__Task objective__
Write out the entries again. Match each one exactly.

Source records below:

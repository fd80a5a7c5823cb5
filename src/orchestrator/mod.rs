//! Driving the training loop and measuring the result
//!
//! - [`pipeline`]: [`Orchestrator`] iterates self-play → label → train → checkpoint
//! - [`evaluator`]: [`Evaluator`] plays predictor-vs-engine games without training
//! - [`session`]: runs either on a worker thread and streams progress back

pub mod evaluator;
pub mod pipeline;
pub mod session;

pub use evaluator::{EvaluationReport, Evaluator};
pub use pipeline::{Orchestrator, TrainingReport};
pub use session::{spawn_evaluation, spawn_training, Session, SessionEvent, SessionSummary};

End of Source records.

__Final answer__
repository fd80a5a7c5823cb5
filename src/orchestrator/mod.rs
//! Driving the training loop and measuring the result
//!
//! - [`pipeline`]: [`Orchestrator`] iterates self-play → label → train → checkpoint
//! - [`evaluator`]: [`Evaluator`] plays predictor-vs-engine games without training
//! - [`session`]: runs either on a worker thread and streams progress back

pub mod evaluator;
pub mod pipeline;
pub mod session;

pub use evaluator::{EvaluationReport, Evaluator};
pub use pipeline::{Orchestrator, TrainingReport};
pub use session::{spawn_evaluation, spawn_training, Session, SessionEvent, SessionSummary};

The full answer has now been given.